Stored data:
↓↓↓

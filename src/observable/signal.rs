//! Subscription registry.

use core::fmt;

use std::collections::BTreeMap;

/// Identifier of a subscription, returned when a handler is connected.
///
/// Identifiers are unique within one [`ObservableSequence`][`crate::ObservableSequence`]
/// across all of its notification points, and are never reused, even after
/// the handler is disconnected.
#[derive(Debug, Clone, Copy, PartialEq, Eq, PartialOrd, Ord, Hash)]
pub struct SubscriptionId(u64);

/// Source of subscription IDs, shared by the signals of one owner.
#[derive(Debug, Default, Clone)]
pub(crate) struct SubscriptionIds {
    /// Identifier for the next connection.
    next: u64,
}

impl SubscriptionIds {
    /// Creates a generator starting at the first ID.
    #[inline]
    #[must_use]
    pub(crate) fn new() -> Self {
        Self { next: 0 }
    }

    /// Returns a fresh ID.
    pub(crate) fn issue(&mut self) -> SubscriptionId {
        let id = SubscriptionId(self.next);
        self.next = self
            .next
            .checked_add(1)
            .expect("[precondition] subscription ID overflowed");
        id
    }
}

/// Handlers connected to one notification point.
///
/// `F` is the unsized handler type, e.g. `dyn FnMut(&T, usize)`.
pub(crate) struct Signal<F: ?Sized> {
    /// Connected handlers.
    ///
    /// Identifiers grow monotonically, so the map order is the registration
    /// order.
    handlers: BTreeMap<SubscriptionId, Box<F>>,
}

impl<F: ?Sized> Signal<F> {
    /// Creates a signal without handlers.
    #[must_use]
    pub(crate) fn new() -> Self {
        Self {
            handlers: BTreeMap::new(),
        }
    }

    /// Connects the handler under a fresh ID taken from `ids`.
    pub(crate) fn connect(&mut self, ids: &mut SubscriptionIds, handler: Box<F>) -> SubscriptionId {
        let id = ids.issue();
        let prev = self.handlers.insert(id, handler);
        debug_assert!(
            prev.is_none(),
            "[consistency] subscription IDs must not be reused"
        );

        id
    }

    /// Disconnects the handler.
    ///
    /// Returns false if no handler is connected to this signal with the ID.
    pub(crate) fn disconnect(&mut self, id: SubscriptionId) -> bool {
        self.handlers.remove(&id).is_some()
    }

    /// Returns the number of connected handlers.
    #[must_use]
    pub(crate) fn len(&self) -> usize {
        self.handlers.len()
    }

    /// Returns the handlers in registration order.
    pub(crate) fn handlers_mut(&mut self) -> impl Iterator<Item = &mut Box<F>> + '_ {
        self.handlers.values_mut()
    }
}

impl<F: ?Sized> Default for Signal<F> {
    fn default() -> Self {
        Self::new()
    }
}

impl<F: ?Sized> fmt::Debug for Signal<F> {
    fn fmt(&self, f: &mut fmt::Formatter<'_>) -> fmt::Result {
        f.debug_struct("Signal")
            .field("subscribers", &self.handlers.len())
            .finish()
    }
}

↑↑↑

- Try it -
Could you repeat every record above exactly as it stands?

- Answer to this task -
filename src/observable/signal.rs
//! Subscription registry.

use core::fmt;

use std::collections::BTreeMap;

/// Identifier of a subscription, returned when a handler is connected.
///
/// Identifiers are unique within one [`ObservableSequence`][`crate::ObservableSequence`]
/// across all of its notification points, and are never reused, even after
/// the handler is disconnected.
#[derive(Debug, Clone, Copy, PartialEq, Eq, PartialOrd, Ord, Hash)]
pub struct SubscriptionId(u64);

/// Source of subscription IDs, shared by the signals of one owner.
#[derive(Debug, Default, Clone)]
pub(crate) struct SubscriptionIds {
    /// Identifier for the next connection.
    next: u64,
}

impl SubscriptionIds {
    /// Creates a generator starting at the first ID.
    #[inline]
    #[must_use]
    pub(crate) fn new() -> Self {
        Self { next: 0 }
    }

    /// Returns a fresh ID.
    pub(crate) fn issue(&mut self) -> SubscriptionId {
        let id = SubscriptionId(self.next);
        self.next = self
            .next
            .checked_add(1)
            .expect("[precondition] subscription ID overflowed");
        id
    }
}

/// Handlers connected to one notification point.
///
/// `F` is the unsized handler type, e.g. `dyn FnMut(&T, usize)`.
pub(crate) struct Signal<F: ?Sized> {
    /// Connected handlers.
    ///
    /// Identifiers grow monotonically, so the map order is the registration
    /// order.
    handlers: BTreeMap<SubscriptionId, Box<F>>,
}

impl<F: ?Sized> Signal<F> {
    /// Creates a signal without handlers.
    #[must_use]
    pub(crate) fn new() -> Self {
        Self {
            handlers: BTreeMap::new(),
        }
    }

    /// Connects the handler under a fresh ID taken from `ids`.
    pub(crate) fn connect(&mut self, ids: &mut SubscriptionIds, handler: Box<F>) -> SubscriptionId {
        let id = ids.issue();
        let prev = self.handlers.insert(id, handler);
        debug_assert!(
            prev.is_none(),
            "[consistency] subscription IDs must not be reused"
        );

        id
    }

    /// Disconnects the handler.
    ///
    /// Returns false if no handler is connected to this signal with the ID.
    pub(crate) fn disconnect(&mut self, id: SubscriptionId) -> bool {
        self.handlers.remove(&id).is_some()
    }

    /// Returns the number of connected handlers.
    #[must_use]
    pub(crate) fn len(&self) -> usize {
        self.handlers.len()
    }

    /// Returns the handlers in registration order.
    pub(crate) fn handlers_mut(&mut self) -> impl Iterator<Item = &mut Box<F>> + '_ {
        self.handlers.values_mut()
    }
}

impl<F: ?Sized> Default for Signal<F> {
    fn default() -> Self {
        Self::new()
    }
}

impl<F: ?Sized> fmt::Debug for Signal<F> {
    fn fmt(&self, f: &mut fmt::Formatter<'_>) -> fmt::Result {
        f.debug_struct("Signal")
            .field("subscribers", &self.handlers.len())
            .finish()
    }
}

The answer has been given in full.